Basic purpose and function The Mir Electrodynamic Tether System (METS) is a rather unusual electric motor that is designed to reboost the Mir orbital station. This motor is unusual because some key parts of the motor are provided by the earth itself: the magnetic field and a ionospheric plasma that provides most of the current loop. What METS itself provides is a control computer, a high-power voltage converter, and the rest of the current loop: a 5 km long wire, a 1 km long thin bare metal strip at one end of the wire to collect electrons from the plasma, and a hollow cathode emitter at the other end to emit electrons back into the plasma.

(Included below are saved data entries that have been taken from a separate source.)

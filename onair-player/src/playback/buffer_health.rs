//! Buffer health monitor
//!
//! Tracks buffering episodes, scores network stability over a trailing
//! window and decides how long a buffering episode may last before the
//! engine gives up waiting and reconnects.
//!
//! The monitor is pure bookkeeping: it never touches timers or the player.
//! The engine feeds it timestamps and acts on the returned decisions, which
//! keeps every rule here testable without a runtime.

use crate::config::BufferPolicy;
use std::collections::VecDeque;
use std::time::Duration;
use tokio::time::Instant;

/// Maximum (and initial) buffer health
pub const MAX_BUFFER_HEALTH: u8 = 3;

/// Stability score floor
pub const MIN_STABILITY_SCORE: f64 = 0.1;

/// What the engine should do when a buffering episode starts
#[derive(Debug, Clone, PartialEq)]
pub enum BufferingAction {
    /// Episode already being tracked; health dropped but the running grace
    /// period continues
    AlreadyBuffering,
    /// Health is exhausted: reconnect now, no grace period
    EscalateNow,
    /// Wait, polling every `interval`, and show `message`
    ProgressiveCheck { interval: Duration, message: String },
}

/// Result of one progressive check
#[derive(Debug, Clone, PartialEq)]
pub enum CheckOutcome {
    /// Buffering already resolved; stale check
    NotBuffering,
    /// Keep waiting; schedule another check
    StillWaiting { check: u32, message: String },
    /// Waited long enough; reconnect
    Escalate { checks: u32, elapsed: Duration },
}

/// Buffer health monitor
#[derive(Debug)]
pub struct BufferHealthMonitor {
    policy: BufferPolicy,
    health: u8,
    episode_start: Option<Instant>,
    checks_done: u32,
    /// (episode end, episode duration), oldest first
    window: VecDeque<(Instant, Duration)>,
    score: f64,
}

impl BufferHealthMonitor {
    pub fn new(policy: BufferPolicy) -> Self {
        Self {
            policy,
            health: MAX_BUFFER_HEALTH,
            episode_start: None,
            checks_done: 0,
            window: VecDeque::new(),
            score: 1.0,
        }
    }

    pub fn health(&self) -> u8 {
        self.health
    }

    pub fn stability_score(&self) -> f64 {
        self.score
    }

    pub fn is_degraded(&self) -> bool {
        self.score < self.policy.degraded_threshold
    }

    pub fn is_buffering(&self) -> bool {
        self.episode_start.is_some()
    }

    /// Tiered grace period: longer on a stable network, shorter on a
    /// degraded one
    pub fn adaptive_timeout(&self) -> Duration {
        let ms = if self.score >= self.policy.stable_threshold {
            self.policy.stable_timeout_ms
        } else if self.score >= self.policy.degraded_threshold {
            self.policy.moderate_timeout_ms
        } else {
            self.policy.degraded_timeout_ms
        };
        Duration::from_millis(ms)
    }

    /// Player reported insufficient data. Every signal costs one health
    /// point; only the first one of an episode records its start.
    pub fn on_buffering_start(&mut self, now: Instant) -> BufferingAction {
        let already_buffering = self.episode_start.is_some();
        if !already_buffering {
            self.episode_start = Some(now);
            self.checks_done = 0;
        }
        self.health = self.health.saturating_sub(1);
        self.recompute_score(now);

        if self.health == 0 {
            BufferingAction::EscalateNow
        } else if already_buffering {
            BufferingAction::AlreadyBuffering
        } else {
            BufferingAction::ProgressiveCheck {
                interval: self.policy.check_interval(),
                message: "Buffering...".to_string(),
            }
        }
    }

    /// A progressive check timer fired
    pub fn on_progress_check(&mut self, now: Instant) -> CheckOutcome {
        let Some(start) = self.episode_start else {
            return CheckOutcome::NotBuffering;
        };

        self.checks_done += 1;
        let elapsed = now.saturating_duration_since(start);

        if self.checks_done >= self.policy.max_checks || elapsed >= self.adaptive_timeout() {
            return CheckOutcome::Escalate {
                checks: self.checks_done,
                elapsed,
            };
        }

        CheckOutcome::StillWaiting {
            check: self.checks_done,
            message: progress_message(self.checks_done, self.is_degraded()),
        }
    }

    /// Buffering cleared on its own. Returns the episode duration, or `None`
    /// if no episode was open.
    pub fn on_buffering_resolved(&mut self, now: Instant) -> Option<Duration> {
        let duration = self.close_episode(now)?;
        self.health = (self.health + 1).min(MAX_BUFFER_HEALTH);
        Some(duration)
    }

    /// The engine escalated this episode to a reconnect. The buffering time
    /// still counts against stability, but health is not restored.
    pub fn on_escalated(&mut self, now: Instant) -> Option<Duration> {
        self.close_episode(now)
    }

    /// Fresh connection after an explicit play or a player rebuild
    pub fn mark_healthy(&mut self) {
        self.health = MAX_BUFFER_HEALTH;
    }

    /// Forget any open episode (user stop, pause). History is kept.
    pub fn abandon_episode(&mut self) {
        self.episode_start = None;
        self.checks_done = 0;
    }

    fn close_episode(&mut self, now: Instant) -> Option<Duration> {
        let start = self.episode_start.take()?;
        self.checks_done = 0;
        let duration = now.saturating_duration_since(start);
        self.window.push_back((now, duration));
        self.recompute_score(now);
        Some(duration)
    }

    fn recompute_score(&mut self, now: Instant) {
        let window = self.policy.window();
        while let Some(&(at, _)) = self.window.front() {
            if now.saturating_duration_since(at) > window {
                self.window.pop_front();
            } else {
                break;
            }
        }

        let buffered: Duration = self.window.iter().map(|(_, d)| *d).sum();
        let ratio = buffered.as_secs_f64() / window.as_secs_f64().max(1.0);
        self.score = (1.0 - ratio).clamp(MIN_STABILITY_SCORE, 1.0);
    }
}

fn progress_message(check: u32, degraded: bool) -> String {
    match (check, degraded) {
        (1, false) => "Still buffering, waiting for the stream...".to_string(),
        (1, true) => "Slow network, still buffering...".to_string(),
        (2, _) => "Network is slow, hang on...".to_string(),
        _ => "Weak connection, trying to recover...".to_string(),
    }
}

#[cfg(test)]
mod tests {
    use super::*;

    fn monitor() -> BufferHealthMonitor {
        BufferHealthMonitor::new(BufferPolicy::default())
    }

    #[test]
    fn test_starts_fully_healthy_and_stable() {
        let m = monitor();
        assert_eq!(m.health(), MAX_BUFFER_HEALTH);
        assert_eq!(m.stability_score(), 1.0);
        assert!(!m.is_degraded());
        assert_eq!(m.adaptive_timeout(), Duration::from_secs(15));
    }

    #[test]
    fn test_short_blip_is_net_neutral() {
        let mut m = monitor();
        let t0 = Instant::now();

        let action = m.on_buffering_start(t0);
        assert!(matches!(action, BufferingAction::ProgressiveCheck { .. }));
        assert_eq!(m.health(), 2);

        let duration = m.on_buffering_resolved(t0 + Duration::from_millis(1500));
        assert_eq!(duration, Some(Duration::from_millis(1500)));
        assert_eq!(m.health(), 3);
        assert!(!m.is_buffering());
    }

    #[test]
    fn test_repeated_start_signals_drain_one_episode() {
        let mut m = monitor();
        let t0 = Instant::now();
        m.on_buffering_start(t0);
        assert_eq!(
            m.on_buffering_start(t0 + Duration::from_millis(100)),
            BufferingAction::AlreadyBuffering
        );
        assert_eq!(m.health(), 1);
        assert!(m.is_buffering());

        assert_eq!(
            m.on_buffering_start(t0 + Duration::from_millis(200)),
            BufferingAction::EscalateNow
        );
        assert_eq!(m.health(), 0);

        // Episode duration is measured from the first signal
        assert_eq!(
            m.on_escalated(t0 + Duration::from_secs(2)),
            Some(Duration::from_secs(2))
        );
    }

    #[test]
    fn test_exhausted_health_escalates_immediately() {
        let mut m = monitor();
        let mut now = Instant::now();

        // Two unresolved (escalated) episodes drain health to 1
        for _ in 0..2 {
            m.on_buffering_start(now);
            now += Duration::from_secs(1);
            m.on_escalated(now);
        }
        assert_eq!(m.health(), 1);

        assert_eq!(m.on_buffering_start(now), BufferingAction::EscalateNow);
        assert_eq!(m.health(), 0);

        // Floor holds
        m.on_escalated(now);
        assert_eq!(m.on_buffering_start(now), BufferingAction::EscalateNow);
        assert_eq!(m.health(), 0);
    }

    #[test]
    fn test_progressive_checks_escalate_after_bound() {
        let mut m = monitor();
        let t0 = Instant::now();
        m.on_buffering_start(t0);

        let first = m.on_progress_check(t0 + Duration::from_secs(3));
        assert!(matches!(first, CheckOutcome::StillWaiting { check: 1, .. }));
        let second = m.on_progress_check(t0 + Duration::from_secs(6));
        assert!(matches!(second, CheckOutcome::StillWaiting { check: 2, .. }));
        let third = m.on_progress_check(t0 + Duration::from_secs(9));
        assert!(matches!(third, CheckOutcome::Escalate { checks: 3, .. }));
    }

    #[test]
    fn test_adaptive_timeout_escalates_before_check_bound() {
        let policy = BufferPolicy {
            max_checks: 10,
            ..BufferPolicy::default()
        };
        let mut m = BufferHealthMonitor::new(policy);
        let t0 = Instant::now();
        m.on_buffering_start(t0);

        // Stable network: 15s grace
        let at_12 = m.on_progress_check(t0 + Duration::from_secs(12));
        assert!(matches!(at_12, CheckOutcome::StillWaiting { .. }));
        let at_15 = m.on_progress_check(t0 + Duration::from_secs(15));
        assert!(matches!(at_15, CheckOutcome::Escalate { .. }));
    }

    #[test]
    fn test_check_after_resolution_is_stale() {
        let mut m = monitor();
        let t0 = Instant::now();
        m.on_buffering_start(t0);
        m.on_buffering_resolved(t0 + Duration::from_secs(1));
        assert_eq!(
            m.on_progress_check(t0 + Duration::from_secs(3)),
            CheckOutcome::NotBuffering
        );
    }

    #[test]
    fn test_score_tiers_follow_buffered_time() {
        let mut m = monitor();
        let t0 = Instant::now();

        // 90s buffered out of a 300s window -> score 0.7 (moderate)
        m.on_buffering_start(t0);
        m.on_buffering_resolved(t0 + Duration::from_secs(90));
        assert!((m.stability_score() - 0.7).abs() < 1e-9);
        assert!(!m.is_degraded());
        assert_eq!(m.adaptive_timeout(), Duration::from_secs(10));

        // Another 60s -> 0.5 (degraded)
        let t1 = t0 + Duration::from_secs(100);
        m.on_buffering_start(t1);
        m.on_buffering_resolved(t1 + Duration::from_secs(60));
        assert!((m.stability_score() - 0.5).abs() < 1e-9);
        assert!(m.is_degraded());
        assert_eq!(m.adaptive_timeout(), Duration::from_secs(8));
    }

    #[test]
    fn test_score_is_floored() {
        let mut m = monitor();
        let t0 = Instant::now();
        m.on_buffering_start(t0);
        m.on_buffering_resolved(t0 + Duration::from_secs(299));
        assert_eq!(m.stability_score(), MIN_STABILITY_SCORE);
    }

    #[test]
    fn test_old_episodes_are_pruned() {
        let mut m = monitor();
        let t0 = Instant::now();
        m.on_buffering_start(t0);
        m.on_buffering_resolved(t0 + Duration::from_secs(150));
        assert!(m.is_degraded());

        // Six minutes later the old episode falls out of the window
        let later = t0 + Duration::from_secs(150 + 360);
        m.on_buffering_start(later);
        assert_eq!(m.stability_score(), 1.0);
    }

    #[test]
    fn test_health_stays_in_range_and_moves_by_one() {
        let mut m = monitor();
        let mut now = Instant::now();
        // Deterministic pseudo-random start/resolve/escalate sequence
        let mut seed: u32 = 0x2545_f491;

        for _ in 0..500 {
            seed = seed.wrapping_mul(1_103_515_245).wrapping_add(12_345);
            let before = m.health() as i16;
            now += Duration::from_millis(250);

            match (seed >> 16) % 3 {
                0 => {
                    m.on_buffering_start(now);
                }
                1 => {
                    m.on_buffering_resolved(now);
                }
                _ => {
                    m.on_escalated(now);
                }
            }

            let after = m.health() as i16;
            assert!(after <= MAX_BUFFER_HEALTH as i16);
            assert!((after - before).abs() <= 1);
        }
    }
}
//! Timestamp utilities

use chrono::{DateTime, Utc};
use std::time::Duration;

/// Get current UTC timestamp
pub fn now() -> DateTime<Utc> {
    Utc::now()
}

/// Whole minutes contained in a duration (rounded down)
pub fn whole_minutes(duration: Duration) -> u64 {
    duration.as_secs() / 60
}

#[cfg(test)]
mod tests {
    use super::*;

    #[test]
    fn test_now_returns_valid_timestamp() {
        let timestamp = now();
        // Should be a reasonable timestamp (after year 2000)
        assert!(timestamp.timestamp() > 946_684_800);
    }

    #[test]
    fn test_whole_minutes_rounds_down() {
        assert_eq!(whole_minutes(Duration::from_secs(59)), 0);
        assert_eq!(whole_minutes(Duration::from_secs(60)), 1);
        assert_eq!(whole_minutes(Duration::from_secs(179)), 2);
    }
}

The earth's magnetic field is weak, but Mir's orbital motion generates an average EMF near 600V along the wire length. The actual voltage varies greatly over time, especially if the wire swings like a pendulum. Flowing a current through the wire against the EMF imposes an eastward force on the wire, and an equal and opposite force on a large volume of plasma. The eastward force raises Mir's orbit altitude about 40 km per kW-year of power used, and reduces the orbit inclination slightly (about 0.07 degree per kW-year)

The main efficiency losses in this electric motor are voltage drops for electron collection, conduction, and emission, plus aerodynamic drag on the wire and collector, and losses in boosting power from Mir's 27V bus voltage to the 400-1500V needed by METS. Overall losses should average about 30%. For power levels of 1-3 kW, METS should save about 1,000 kg of reboost propellant per kW-year. This is 2.5-3X as much propellant as can be saved by an ion thruster or stationary plasma thruster using the same power.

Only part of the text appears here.